Heat map of unique and overlapping significant pairwise enzyme activity correlations. The analysis is restricted to 22 enzymes for which complete data sets were available for all three genotypes, using a significance threshold of P_adj < 0.05. Enzymes that show a significant pairwise correlation in only one genotype are shaded gray, in both of the two cultivars are shaded red, between one cultivar and S. pennellii are shaded orange, and between all three genotypes are shaded yellow. The shading and the letter code for the significant pairwise correlation are depicted in the key within the heat map graph. The matrix diagonal (i.e. correlations of enzymes between themselves) and nonsignificant correlations are shaded dark gray. For counting the overlap among genotypes, only the half-matrix without the diagonal was considered (compare with Fig. 4), whereas the full symmetric correlation matrix is depicted here.

Figure 6.

Heat map of the correlation matrix between enzymes and metabolites.

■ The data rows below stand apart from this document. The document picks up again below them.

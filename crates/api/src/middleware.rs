//! API middleware.

#![allow(missing_docs)]

use axum::{body::Body, extract::State, http::Request, middleware::Next, response::Response};
use netabase_core::{AuthService, NewsService, PartyService, PoliticianService, RatingService};

/// Application state.
#[derive(Clone)]
pub struct AppState {
    pub party_service: PartyService,
    pub politician_service: PoliticianService,
    pub rating_service: RatingService,
    pub auth_service: AuthService,
    pub news_service: NewsService,
}

/// Authentication middleware.
///
/// Resolves a bearer access token to its user and stores the user in
/// request extensions; handlers opt in via the `AuthUser` extractor.
/// Requests without (or with invalid) credentials pass through anonymous.
pub async fn auth_middleware(
    State(state): State<AppState>,
    mut req: Request<Body>,
    next: Next,
) -> Response {
    if let Some(auth_header) = req.headers().get("Authorization")
        && let Ok(auth_str) = auth_header.to_str()
        && let Some(token) = auth_str.strip_prefix("Bearer ")
    {
        if let Ok(user) = state.auth_service.authenticate_access(token).await {
            req.extensions_mut().insert(user);
        }
    }

    next.run(req).await
}
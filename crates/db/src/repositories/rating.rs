//! Rating repository.

use std::sync::Arc;

use crate::entities::{rating, user, Rating, User};
use netabase_common::{AppError, AppResult};
use sea_orm::sea_query::{Expr, OnConflict};
use sea_orm::{
    ActiveModelTrait, ColumnTrait, DatabaseConnection, EntityTrait, FromQueryResult, ModelTrait,
    Order, PaginatorTrait, QueryFilter, QueryOrder, QuerySelect,
};

/// Sortable columns for rating listings.
#[derive(Debug, Clone, Copy, PartialEq, Eq)]
pub enum RatingOrder {
    CreatedAt,
    UpdatedAt,
    Score,
}

/// Query parameters for a politician's rating listing.
#[derive(Debug, Clone)]
pub struct RatingListQuery {
    /// Filter to one score value.
    pub score: Option<i32>,
    pub order: RatingOrder,
    pub descending: bool,
    pub limit: u64,
    pub offset: u64,
}

/// Rating repository for database operations.
#[derive(Clone)]
pub struct RatingRepository {
    db: Arc<DatabaseConnection>,
}

impl RatingRepository {
    /// Create a new rating repository.
    #[must_use]
    pub const fn new(db: Arc<DatabaseConnection>) -> Self {
        Self { db }
    }

    /// Find a rating by ID.
    pub async fn find_by_id(&self, id: &str) -> AppResult<Option<rating::Model>> {
        Rating::find_by_id(id)
            .one(self.db.as_ref())
            .await
            .map_err(|e| AppError::Database(e.to_string()))
    }

    /// Find a rating by ID, with its author.
    pub async fn find_by_id_with_user(
        &self,
        id: &str,
    ) -> AppResult<Option<(rating::Model, Option<user::Model>)>> {
        Rating::find_by_id(id)
            .find_also_related(User)
            .one(self.db.as_ref())
            .await
            .map_err(|e| AppError::Database(e.to_string()))
    }

    /// Find a rating by politician and user.
    pub async fn find_by_politician_and_user(
        &self,
        politician_id: &str,
        user_id: &str,
    ) -> AppResult<Option<rating::Model>> {
        Rating::find()
            .filter(rating::Column::PoliticianId.eq(politician_id))
            .filter(rating::Column::UserId.eq(user_id))
            .one(self.db.as_ref())
            .await
            .map_err(|e| AppError::Database(e.to_string()))
    }

    /// Atomically create or update a rating.
    ///
    /// Runs a single `INSERT .. ON CONFLICT (politician_id, user_id) DO
    /// UPDATE` against the unique index, so a concurrent duplicate
    /// submission becomes an update of the existing row rather than a
    /// uniqueness violation or a second row. On conflict only score,
    /// comment and `updated_at` change; the row id and `created_at` stay.
    pub async fn upsert(&self, model: rating::ActiveModel) -> AppResult<rating::Model> {
        Rating::insert(model)
            .on_conflict(
                OnConflict::columns([rating::Column::PoliticianId, rating::Column::UserId])
                    .update_columns([
                        rating::Column::Score,
                        rating::Column::Comment,
                        rating::Column::UpdatedAt,
                    ])
                    .to_owned(),
            )
            .exec_with_returning(self.db.as_ref())
            .await
            .map_err(|e| AppError::Database(e.to_string()))
    }

    /// Update an existing rating in place.
    pub async fn update(&self, model: rating::ActiveModel) -> AppResult<rating::Model> {
        model
            .update(self.db.as_ref())
            .await
            .map_err(|e| AppError::Database(e.to_string()))
    }

    /// Delete a rating.
    pub async fn delete(&self, id: &str) -> AppResult<()> {
        let rating = self.find_by_id(id).await?;
        if let Some(r) = rating {
            r.delete(self.db.as_ref())
                .await
                .map_err(|e| AppError::Database(e.to_string()))?;
        }
        Ok(())
    }

    /// Get ratings for a politician with their authors (paginated).
    pub async fn find_by_politician(
        &self,
        politician_id: &str,
        query: &RatingListQuery,
    ) -> AppResult<Vec<(rating::Model, Option<user::Model>)>> {
        let direction = if query.descending {
            Order::Desc
        } else {
            Order::Asc
        };

        let mut select = Rating::find()
            .find_also_related(User)
            .filter(rating::Column::PoliticianId.eq(politician_id));

        if let Some(score) = query.score {
            select = select.filter(rating::Column::Score.eq(score));
        }

        select = match query.order {
            RatingOrder::CreatedAt => select.order_by(rating::Column::CreatedAt, direction),
            RatingOrder::UpdatedAt => select.order_by(rating::Column::UpdatedAt, direction),
            RatingOrder::Score => select.order_by(rating::Column::Score, direction),
        };

        select
            .limit(query.limit)
            .offset(query.offset)
            .all(self.db.as_ref())
            .await
            .map_err(|e| AppError::Database(e.to_string()))
    }

    /// Count ratings for a politician matching a listing query.
    pub async fn count_by_politician_filtered(
        &self,
        politician_id: &str,
        score: Option<i32>,
    ) -> AppResult<u64> {
        let mut select = Rating::find().filter(rating::Column::PoliticianId.eq(politician_id));

        if let Some(score) = score {
            select = select.filter(rating::Column::Score.eq(score));
        }

        select
            .count(self.db.as_ref())
            .await
            .map_err(|e| AppError::Database(e.to_string()))
    }

    /// Count all ratings on a politician.
    pub async fn count_by_politician(&self, politician_id: &str) -> AppResult<u64> {
        self.count_by_politician_filtered(politician_id, None).await
    }

    /// Mean score for a politician; `None` when no ratings exist.
    ///
    /// Rounding to two decimals happens at the service layer.
    pub async fn average_for(&self, politician_id: &str) -> AppResult<Option<f64>> {
        #[derive(FromQueryResult)]
        struct AvgRow {
            average: Option<f64>,
        }

        let row = Rating::find()
            .filter(rating::Column::PoliticianId.eq(politician_id))
            .select_only()
            .column_as(Expr::cust("AVG(\"rating\".\"score\")::float8"), "average")
            .into_model::<AvgRow>()
            .one(self.db.as_ref())
            .await
            .map_err(|e| AppError::Database(e.to_string()))?;

        Ok(row.and_then(|r| r.average))
    }
}

#[cfg(test)]
#[allow(clippy::unwrap_used)]
mod tests {
    use super::*;
    use chrono::Utc;
    use maplit::btreemap;
    use sea_orm::{DatabaseBackend, MockDatabase, Value};

    fn create_test_rating(id: &str, politician_id: &str, user_id: &str, score: i32) -> rating::Model {
        rating::Model {
            id: id.to_string(),
            politician_id: politician_id.to_string(),
            user_id: user_id.to_string(),
            score,
            comment: None,
            created_at: Utc::now().into(),
            updated_at: Utc::now().into(),
        }
    }

    #[tokio::test]
    async fn test_find_by_id_found() {
        let rating = create_test_rating("r1", "pol1", "u1", 4);

        let db = Arc::new(
            MockDatabase::new(DatabaseBackend::Postgres)
                .append_query_results([[rating.clone()]])
                .into_connection(),
        );

        let repo = RatingRepository::new(db);
        let result = repo.find_by_id("r1").await.unwrap();

        assert!(result.is_some());
        assert_eq!(result.unwrap().score, 4);
    }

    #[tokio::test]
    async fn test_find_by_politician_and_user_absent() {
        let db = Arc::new(
            MockDatabase::new(DatabaseBackend::Postgres)
                .append_query_results([Vec::<rating::Model>::new()])
                .into_connection(),
        );

        let repo = RatingRepository::new(db);
        let result = repo
            .find_by_politician_and_user("pol1", "u1")
            .await
            .unwrap();

        assert!(result.is_none());
    }

    #[tokio::test]
    async fn test_upsert_returns_final_row() {
        // The ON CONFLICT insert returns the row as stored, whether it was
        // created or overwritten.
        let stored = create_test_rating("r1", "pol1", "u1", 5);

        let db = Arc::new(
            MockDatabase::new(DatabaseBackend::Postgres)
                .append_query_results([[stored]])
                .into_connection(),
        );

        let repo = RatingRepository::new(db);
        let model = rating::ActiveModel {
            id: sea_orm::Set("r-new".to_string()),
            politician_id: sea_orm::Set("pol1".to_string()),
            user_id: sea_orm::Set("u1".to_string()),
            score: sea_orm::Set(5),
            comment: sea_orm::Set(None),
            created_at: sea_orm::Set(Utc::now().into()),
            updated_at: sea_orm::Set(Utc::now().into()),
        };

        let result = repo.upsert(model).await.unwrap();

        // Existing row id wins on conflict
        assert_eq!(result.id, "r1");
        assert_eq!(result.score, 5);
    }

    #[tokio::test]
    async fn test_average_for_no_ratings() {
        let row = btreemap! {
            "average" => Value::from(None::<f64>),
        };

        let db = Arc::new(
            MockDatabase::new(DatabaseBackend::Postgres)
                .append_query_results([[row]])
                .into_connection(),
        );

        let repo = RatingRepository::new(db);
        let result = repo.average_for("pol1").await.unwrap();

        assert_eq!(result, None);
    }

    #[tokio::test]
    async fn test_average_for_with_ratings() {
        let row = btreemap! {
            "average" => Value::from(Some(4.0f64)),
        };

        let db = Arc::new(
            MockDatabase::new(DatabaseBackend::Postgres)
                .append_query_results([[row]])
                .into_connection(),
        );

        let repo = RatingRepository::new(db);
        let result = repo.average_for("pol1").await.unwrap();

        assert_eq!(result, Some(4.0));
    }
}
//! Politician entity.

use sea_orm::entity::prelude::*;
use serde::{Deserialize, Serialize};

#[derive(Clone, Debug, PartialEq, Eq, DeriveEntityModel, Serialize, Deserialize)]
#[sea_orm(table_name = "politician")]
pub struct Model {
    #[sea_orm(primary_key, auto_increment = false)]
    pub id: String,

    pub name: String,

    /// URL-safe identifier derived from the name at creation, immutable
    #[sea_orm(unique)]
    pub slug: String,

    /// Photo reference (upload handling is out of band)
    pub photo: Option<String>,

    /// Validated to 18..=100 at the service layer
    pub age: i32,

    pub education: String,
    pub criminal_record: Option<String>,

    pub party_id: String,
    pub party_position: Option<String>,

    pub criticism: Option<String>,
    pub location: Option<String>,
    pub biography: String,
    pub previous_party_history: Option<String>,

    pub is_active: bool,

    /// Monotonically non-decreasing; incremented atomically on every
    /// detail fetch, never written read-modify-write
    pub views: i64,

    pub created_at: DateTimeWithTimeZone,
    pub updated_at: Option<DateTimeWithTimeZone>,
}

#[derive(Copy, Clone, Debug, EnumIter, DeriveRelation)]
pub enum Relation {
    #[sea_orm(
        belongs_to = "super::party::Entity",
        from = "Column::PartyId",
        to = "super::party::Column::Id",
        on_delete = "Cascade"
    )]
    Party,

    #[sea_orm(has_many = "super::rating::Entity")]
    Rating,

    #[sea_orm(has_many = "super::initiative::Entity")]
    Initiative,

    #[sea_orm(has_many = "super::promise::Entity")]
    Promise,
}

impl Related<super::party::Entity> for Entity {
    fn to() -> RelationDef {
        Relation::Party.def()
    }
}

impl Related<super::rating::Entity> for Entity {
    fn to() -> RelationDef {
        Relation::Rating.def()
    }
}

impl Related<super::initiative::Entity> for Entity {
    fn to() -> RelationDef {
        Relation::Initiative.def()
    }
}

impl Related<super::promise::Entity> for Entity {
    fn to() -> RelationDef {
        Relation::Promise.def()
    }
}

impl ActiveModelBehavior for ActiveModel {}
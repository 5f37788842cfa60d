//! Rating entity (one rating per user per politician).

use sea_orm::entity::prelude::*;
use serde::{Deserialize, Serialize};

#[derive(Clone, Debug, PartialEq, Eq, DeriveEntityModel, Serialize, Deserialize)]
#[sea_orm(table_name = "rating")]
pub struct Model {
    #[sea_orm(primary_key, auto_increment = false)]
    pub id: String,

    /// The politician being rated
    pub politician_id: String,

    /// The rating author
    pub user_id: String,

    /// 1..=5
    pub score: i32,

    pub comment: Option<String>,

    pub created_at: DateTimeWithTimeZone,
    pub updated_at: DateTimeWithTimeZone,
}

#[derive(Copy, Clone, Debug, EnumIter, DeriveRelation)]
pub enum Relation {
    #[sea_orm(
        belongs_to = "super::politician::Entity",
        from = "Column::PoliticianId",
        to = "super::politician::Column::Id",
        on_delete = "Cascade"
    )]
    Politician,

    #[sea_orm(
        belongs_to = "super::user::Entity",
        from = "Column::UserId",
        to = "super::user::Column::Id",
        on_delete = "Cascade"
    )]
    User,
}

impl Related<super::politician::Entity> for Entity {
    fn to() -> RelationDef {
        Relation::Politician.def()
    }
}

impl Related<super::user::Entity> for Entity {
    fn to() -> RelationDef {
        Relation::User.def()
    }
}

impl ActiveModelBehavior for ActiveModel {}
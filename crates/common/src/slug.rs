//! Slug derivation.
//!
//! Parties and politicians are addressed by a URL-safe slug derived from
//! their name at creation time. The slug is immutable afterwards; renames
//! never change it.

/// Derive a URL-safe slug from a display name.
///
/// Lowercases ASCII, maps every run of non-alphanumeric characters to a
/// single `-`, and trims leading/trailing dashes. Non-ASCII characters are
/// kept as-is so names in other scripts still produce usable slugs.
#[must_use]
pub fn slugify(name: &str) -> String {
    let mut slug = String::with_capacity(name.len());
    let mut pending_dash = false;

    for c in name.chars() {
        if c.is_alphanumeric() {
            if pending_dash && !slug.is_empty() {
                slug.push('-');
            }
            pending_dash = false;
            for lower in c.to_lowercase() {
                slug.push(lower);
            }
        } else {
            pending_dash = true;
        }
    }

    slug
}
//! Database migrations.
//!
//! Schema migrations for the database.

#![allow(missing_docs)]

use sea_orm_migration::prelude::*;

mod m20250301_000001_create_user_table;
mod m20250301_000002_create_party_table;
mod m20250301_000003_create_politician_table;
mod m20250301_000004_create_rating_table;
mod m20250301_000005_create_initiative_table;
mod m20250301_000006_create_promise_table;

pub struct Migrator;

#[async_trait::async_trait]
impl MigratorTrait for Migrator {
    fn migrations() -> Vec<Box<dyn MigrationTrait>> {
        vec![
            Box::new(m20250301_000001_create_user_table::Migration),
            Box::new(m20250301_000002_create_party_table::Migration),
            Box::new(m20250301_000003_create_politician_table::Migration),
            Box::new(m20250301_000004_create_rating_table::Migration),
            Box::new(m20250301_000005_create_initiative_table::Migration),
            Box::new(m20250301_000006_create_promise_table::Migration),
        ]
    }
}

The plot summarizes the Pearson correlation coefficients between enzyme activities (Supplemental Table S4) and metabolites (Carrari et al., 2006) in S. lycopersicum ‘MM’, measured in the samples from the same material. The parameters are grouped with enzyme activities in the left/top section and metabolites in the right/bottom section. Sectors corresponding to enzyme-enzyme, metabolite-metabolite, and enzyme-metabolite pairs are indicated. The color code for negative correlation is as follows: red if P < −0.01 and orange if −0.01 < P < −0.05; the color code for positive correlation is as follows: light blue if 0.01 < P < 0.05 and dark blue if P < 0.01. The full data set is given in Supplemental Table S7.